Summary: federal revenue increased a little, and spending increased by a lot. That was the result of President Joe Biden’s last year in office.
Major spending increases were in Social Security (7 percent, because of the cost-of-living raise necessitated by Biden’s inflationary fiscal recklessness), Medicare (5 percent, ditto as to effects of Bidenflation), Medicaid (9 percent, ditto plus enrollment increases due to the ongoing effects of Biden’s cancelation of Trump’s modest cost-saving measures), refundable tax credits (i.e., welfare via recovery rebates, earned income tax credit, child tax credit, premium tax credits, and the American Opportunity Tax Credit; a 29 percent rise), and a 13 percent increase in interest on the public debt.
In addition, Homeland Security spending rose by 43 percent in response to Hurricanes Helene and Milton, for which Biden was not responsible as far as I know, although he did emit a record-breaking amount of hot air.

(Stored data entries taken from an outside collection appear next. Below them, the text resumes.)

//! # Stack Configuration
//!
//! YAML configuration model for devstack.
//!
//! This crate provides the declarative tables the registry is built from:
//! the services file (per-location service records plus process-wide
//! settings) and the servers file (deploy targets and their hostnames).
//! Both are searched for in `configs/local-settings/` first, falling back
//! to the checked-in `configs/templates/`.

#![warn(missing_docs)]

use indexmap::IndexMap;
use regex::Regex;
use serde::Deserialize;
use std::fmt;
use std::path::PathBuf;
use std::str::FromStr;
use thiserror::Error;

pub mod loader;
pub mod paths;

pub use paths::StackPaths;

/// Configuration error types
#[derive(Debug, Error)]
pub enum ConfigError {
    /// Neither an override nor a template copy of a config file exists
    #[error("Could not find '{filename}' in either local-settings or templates")]
    Missing {
        /// The expected file name
        filename: String,
    },

    /// Failed to read configuration file
    #[error("Failed to read config file: {0}")]
    Read(#[from] std::io::Error),

    /// Failed to parse YAML
    #[error("Failed to parse YAML: {0}")]
    Yaml(#[from] serde_yaml::Error),

    /// Invalid configuration
    #[error("Invalid configuration: {0}")]
    Validation(String),
}

/// Result type for configuration operations
pub type Result<T> = std::result::Result<T, ConfigError>;

/// Where the whole stack is running
#[derive(Debug, Clone, Copy, PartialEq, Eq, Deserialize)]
#[serde(rename_all = "kebab-case")]
pub enum ConfigType {
    /// Developer workstation: services spread over the local locations
    DevPc,
    /// Office-colocated rack: everything reachable through the office rack
    ConvoxOffice,
}

impl fmt::Display for ConfigType {
    fn fmt(&self, f: &mut fmt::Formatter<'_>) -> fmt::Result {
        f.write_str(match self {
            ConfigType::DevPc => "dev-pc",
            ConfigType::ConvoxOffice => "convox-office",
        })
    }
}

/// One deployment context a service can be declared under
#[derive(Debug, Clone, Copy, PartialEq, Eq, Hash)]
pub enum Location {
    /// Plain process on the developer host
    ProcessHost,
    /// App on the local container rack
    LocalRack,
    /// App on the office container rack
    OfficeRack,
    /// Apache virtual host on the developer host
    VirtualHost,
}

impl Location {
    /// Kebab-case name used in messages and CLI arguments
    pub fn as_str(&self) -> &'static str {
        match self {
            Location::ProcessHost => "process-host",
            Location::LocalRack => "local-rack",
            Location::OfficeRack => "office-rack",
            Location::VirtualHost => "virtual-host",
        }
    }
}

impl fmt::Display for Location {
    fn fmt(&self, f: &mut fmt::Formatter<'_>) -> fmt::Result {
        f.write_str(self.as_str())
    }
}

impl FromStr for Location {
    type Err = ConfigError;

    fn from_str(s: &str) -> Result<Self> {
        match s {
            "process-host" => Ok(Location::ProcessHost),
            "local-rack" => Ok(Location::LocalRack),
            "office-rack" => Ok(Location::OfficeRack),
            "virtual-host" => Ok(Location::VirtualHost),
            other => Err(ConfigError::Validation(format!(
                "unknown location '{other}'"
            ))),
        }
    }
}

/// Runtime kind of a declared service
#[derive(Debug, Clone, Copy, PartialEq, Eq, Default, Deserialize)]
#[serde(rename_all = "lowercase")]
pub enum Kind {
    /// Rails application
    Rails,
    /// Node application
    Node,
    /// PHP site served by Apache
    Php,
    /// MySQL data store
    Mysql,
    /// No runtime of its own
    #[default]
    None,
}

impl fmt::Display for Kind {
    fn fmt(&self, f: &mut fmt::Formatter<'_>) -> fmt::Result {
        let name = match self {
            Kind::Rails => "rails",
            Kind::Node => "node",
            Kind::Php => "php",
            Kind::Mysql => "mysql",
            Kind::None => "none",
        };
        f.write_str(name)
    }
}

/// One configuration entry for a named service
///
/// The location is not part of the record; it comes from which table slot
/// the record was declared in.
#[derive(Debug, Clone, PartialEq, Deserialize)]
pub struct ServiceRecord {
    /// Service name, globally unique after normalization
    pub name: String,

    /// Source repository name, when the service is checked out from git
    #[serde(default)]
    pub gitname: Option<String>,

    /// Runtime kind
    #[serde(default)]
    pub kind: Kind,

    /// Network port the service listens on
    #[serde(default)]
    pub port: Option<u16>,

    /// Checkout path; defaulted from the services directory if absent
    #[serde(default)]
    pub path: Option<PathBuf>,
}

/// The four per-location service tables
#[derive(Debug, Clone, Default, Deserialize)]
pub struct ServiceTables {
    /// Services run as plain processes on the developer host
    #[serde(default)]
    pub process_host: Vec<ServiceRecord>,

    /// Services run on the local container rack
    #[serde(default)]
    pub local_rack: Vec<ServiceRecord>,

    /// Services reached on the office container rack
    #[serde(default)]
    pub office_rack: Vec<ServiceRecord>,

    /// Sites served as Apache virtual hosts
    #[serde(default)]
    pub virtual_host: Vec<ServiceRecord>,
}

impl ServiceTables {
    /// Iterate the tables in their fixed declaration order
    pub fn iter(&self) -> impl Iterator<Item = (Location, &[ServiceRecord])> {
        [
            (Location::ProcessHost, self.process_host.as_slice()),
            (Location::LocalRack, self.local_rack.as_slice()),
            (Location::OfficeRack, self.office_rack.as_slice()),
            (Location::VirtualHost, self.virtual_host.as_slice()),
        ]
        .into_iter()
    }
}

/// Process-wide settings, read-only after load
#[derive(Debug, Clone, Deserialize)]
pub struct StackSettings {
    /// Which deployment flavor the whole stack runs under
    #[serde(default = "default_config_type")]
    pub config_type: ConfigType,

    /// Identifier of the local container rack
    #[serde(default = "default_local_rack")]
    pub local_rack: String,

    /// Named racks available to rack-management commands
    #[serde(default)]
    pub racks: IndexMap<String, String>,

    /// Resolve external domains against the staging tables
    #[serde(default)]
    pub use_staging_domains: bool,

    /// Certificate name to hostname-suffix table
    #[serde(default)]
    pub certificates: IndexMap<String, String>,
}

impl StackSettings {
    /// Whether the stack runs office-colocated
    pub fn is_office(&self) -> bool {
        self.config_type == ConfigType::ConvoxOffice
    }

    /// Whether the local rack is the `dev` rack
    pub fn local_rack_is_dev(&self) -> bool {
        self.local_rack == "dev"
    }

    /// Certificate whose hostname suffix matches `domain`, if any
    pub fn certificate_for_domain(&self, domain: &str) -> Option<&str> {
        self.certificates
            .iter()
            .find(|(_, suffix)| domain.ends_with(suffix.as_str()))
            .map(|(name, _)| name.as_str())
    }
}

impl Default for StackSettings {
    fn default() -> Self {
        Self {
            config_type: default_config_type(),
            local_rack: default_local_rack(),
            racks: IndexMap::new(),
            use_staging_domains: false,
            certificates: IndexMap::new(),
        }
    }
}

fn default_config_type() -> ConfigType {
    ConfigType::DevPc
}

fn default_local_rack() -> String {
    "local/convox".to_string()
}

/// Root structure of the services file
#[derive(Debug, Clone, Deserialize)]
pub struct ServicesConfig {
    /// Process-wide settings
    #[serde(flatten)]
    pub settings: StackSettings,

    /// Per-location service tables
    #[serde(default)]
    pub services: ServiceTables,
}

/// One deploy target in the servers file
#[derive(Debug, Clone, PartialEq, Deserialize)]
pub struct ServerRecord {
    /// Hostname keys served by this machine, resolved via the hostnames map
    pub hostnames: Vec<String>,

    /// SSH user
    pub user: String,

    /// SSH identity file
    pub key: String,

    /// SSH port
    #[serde(default = "default_ssh_port")]
    pub port: u16,

    /// Remote path deployments unpack into
    #[serde(default)]
    pub deploy_path: Option<String>,

    /// Archive name used when shipping a build
    #[serde(default)]
    pub zip_name: Option<String>,
}

fn default_ssh_port() -> u16 {
    22
}

/// Root structure of the servers file
#[derive(Debug, Clone, Default, Deserialize)]
pub struct ServersConfig {
    /// Server name to deploy target, in declaration order
    #[serde(default)]
    pub servers: IndexMap<String, ServerRecord>,

    /// Hostname key to literal address
    #[serde(default)]
    pub hostnames: IndexMap<String, String>,
}

/// Canonicalize a service name for use as a uniqueness key
///
/// Case-folds and collapses whitespace, underscore, and hyphen runs into a
/// single `-`, so `"My Service"`, `"my_service"`, and `"my-service"` all
/// share one key.
pub fn normalize_name(name: &str) -> String {
    let re = Regex::new(r"[\s_-]+").unwrap();
    let lowered = name.to_lowercase();
    let collapsed = re.replace_all(&lowered, "-");
    collapsed.trim_matches('-').to_string()
}
//! Deploy-target and SSH parameter resolution

use crate::{Error, Result};
use stack_config::{ServersConfig, normalize_name};
use std::collections::HashMap;

/// Deploy parameters for a server, with hostname keys resolved to literal
/// addresses
#[derive(Debug, Clone, PartialEq)]
pub struct DeployConfig {
    /// SSH user
    pub user: String,
    /// SSH identity file
    pub key: String,
    /// Literal addresses of the hosts this server serves
    pub hostnames: Vec<String>,
    /// SSH port
    pub port: u16,
    /// Remote path deployments unpack into
    pub deploy_path: Option<String>,
    /// Archive name used when shipping a build
    pub zip_name: Option<String>,
}

/// SSH parameters for reaching the server behind one hostname key
#[derive(Debug, Clone, PartialEq)]
pub struct SshConfig {
    /// SSH user
    pub user: String,
    /// SSH identity file
    pub key: String,
    /// Literal address of the host
    pub hostname: String,
    /// SSH port
    pub port: u16,
    /// Remote path deployments unpack into
    pub deploy_path: Option<String>,
    /// Archive name used when shipping a build
    pub zip_name: Option<String>,
}

/// Resolves deploy and SSH parameters from the servers table
///
/// Lookups clone and project from the parsed configuration; the source
/// tables are never mutated.
#[derive(Debug, Clone, Copy)]
pub struct DeployResolver<'a> {
    servers: &'a ServersConfig,
    key_by_address: &'a HashMap<String, String>,
}

impl<'a> DeployResolver<'a> {
    /// Create a resolver over the servers table and the prebuilt inverse
    /// of its hostnames map
    pub fn new(servers: &'a ServersConfig, key_by_address: &'a HashMap<String, String>) -> Self {
        Self {
            servers,
            key_by_address,
        }
    }

    /// Deploy parameters for the named server
    ///
    /// The entry's hostname keys are translated into literal addresses; a
    /// key missing from the hostnames table is a configuration error.
    pub fn deploy_config(&self, name: &str) -> Result<DeployConfig> {
        let server = self
            .servers
            .servers
            .get(&normalize_name(name))
            .ok_or_else(|| Error::ServerNotFound(name.to_string()))?;

        let mut addresses = Vec::with_capacity(server.hostnames.len());
        for key in &server.hostnames {
            let address = self
                .servers
                .hostnames
                .get(key)
                .ok_or_else(|| Error::UnknownHostname(key.clone()))?;
            addresses.push(address.clone());
        }

        Ok(DeployConfig {
            user: server.user.clone(),
            key: server.key.clone(),
            hostnames: addresses,
            port: server.port,
            deploy_path: server.deploy_path.clone(),
            zip_name: server.zip_name.clone(),
        })
    }

    /// SSH parameters for the server listing the given hostname key
    ///
    /// Servers are scanned in declaration order and the first entry whose
    /// hostname-key set contains the name wins.
    pub fn ssh_config(&self, name: &str) -> Result<SshConfig> {
        let key = normalize_name(name);
        let server = self
            .servers
            .servers
            .values()
            .find(|server| server.hostnames.iter().any(|hostname| *hostname == key))
            .ok_or_else(|| Error::ServerNotFound(name.to_string()))?;

        let address = self
            .servers
            .hostnames
            .get(&key)
            .ok_or_else(|| Error::UnknownHostname(key.clone()))?;

        Ok(SshConfig {
            user: server.user.clone(),
            key: server.key.clone(),
            hostname: address.clone(),
            port: server.port,
            deploy_path: server.deploy_path.clone(),
            zip_name: server.zip_name.clone(),
        })
    }

    /// Hostname key for a literal address, via the memoized inverse of the
    /// hostnames table
    pub fn key_for_address(&self, address: &str) -> Option<&str> {
        self.key_by_address.get(address).map(String::as_str)
    }
}

#[cfg(test)]
mod tests {
    use super::*;
    use stack_config::loader;

    const SERVERS_YAML: &str = r#"
servers:
  web1:
    hostnames: [app-a, app-b]
    user: deploy
    key: ~/.ssh/id_deploy
    deploy_path: /var/www/app
    zip_name: app.zip
  web2:
    hostnames: [app-c]
    user: admin
    key: ~/.ssh/id_admin
    port: 2222
hostnames:
  app-a: 10.0.1.20
  app-b: 10.0.1.21
  app-c: 10.0.2.20
"#;

    fn fixture() -> (ServersConfig, HashMap<String, String>) {
        let servers = loader::parse_servers(SERVERS_YAML).unwrap();
        let inverse = servers
            .hostnames
            .iter()
            .map(|(key, address)| (address.clone(), key.clone()))
            .collect();
        (servers, inverse)
    }

    #[test]
    fn test_deploy_config_translates_hostname_keys() {
        let (servers, inverse) = fixture();
        let deploy = DeployResolver::new(&servers, &inverse);

        let config = deploy.deploy_config("web1").unwrap();
        assert_eq!(config.user, "deploy");
        assert_eq!(config.hostnames, ["10.0.1.20", "10.0.1.21"]);
        assert_eq!(config.port, 22);
        assert_eq!(config.deploy_path.as_deref(), Some("/var/www/app"));

        // The source table still holds the keys, not the addresses.
        assert_eq!(servers.servers["web1"].hostnames, ["app-a", "app-b"]);
    }

    #[test]
    fn test_deploy_config_unknown_server_is_fatal() {
        let (servers, inverse) = fixture();
        let deploy = DeployResolver::new(&servers, &inverse);

        assert!(matches!(
            deploy.deploy_config("web9"),
            Err(Error::ServerNotFound(_))
        ));
    }

    #[test]
    fn test_ssh_config_reverse_lookup() {
        let (servers, inverse) = fixture();
        let deploy = DeployResolver::new(&servers, &inverse);

        let config = deploy.ssh_config("app-a").unwrap();
        assert_eq!(config.hostname, servers.hostnames["app-a"]);
        assert_eq!(config.user, "deploy");
        assert_eq!(config.port, 22);

        let config = deploy.ssh_config("app-c").unwrap();
        assert_eq!(config.hostname, "10.0.2.20");
        assert_eq!(config.user, "admin");
        assert_eq!(config.port, 2222);
    }

    #[test]
    fn test_ssh_config_normalizes_the_name() {
        let (servers, inverse) = fixture();
        let deploy = DeployResolver::new(&servers, &inverse);

        assert_eq!(
            deploy.ssh_config("App A").unwrap().hostname,
            "10.0.1.20"
        );
    }

    #[test]
    fn test_ssh_config_unlisted_name_is_fatal() {
        let (servers, inverse) = fixture();
        let deploy = DeployResolver::new(&servers, &inverse);

        assert!(matches!(
            deploy.ssh_config("app-z"),
            Err(Error::ServerNotFound(_))
        ));
    }

    #[test]
    fn test_key_for_address_inverse_lookup() {
        let (servers, inverse) = fixture();
        let deploy = DeployResolver::new(&servers, &inverse);

        assert_eq!(deploy.key_for_address("10.0.1.21"), Some("app-b"));
        assert_eq!(deploy.key_for_address("10.9.9.9"), None);
    }
}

The reported budget deficit in December 2024 alone was $87 billion. The estimated deficit for January 2025 alone is $127 billion.
This is a spending problem, not a revenue problem. The Washington, D.C. establishment has not respected the notion of living within the nation’s means since the end of Newt Gingrich’s tenure as Speaker of the House in 1999.
The only rational response is simple: cut spending.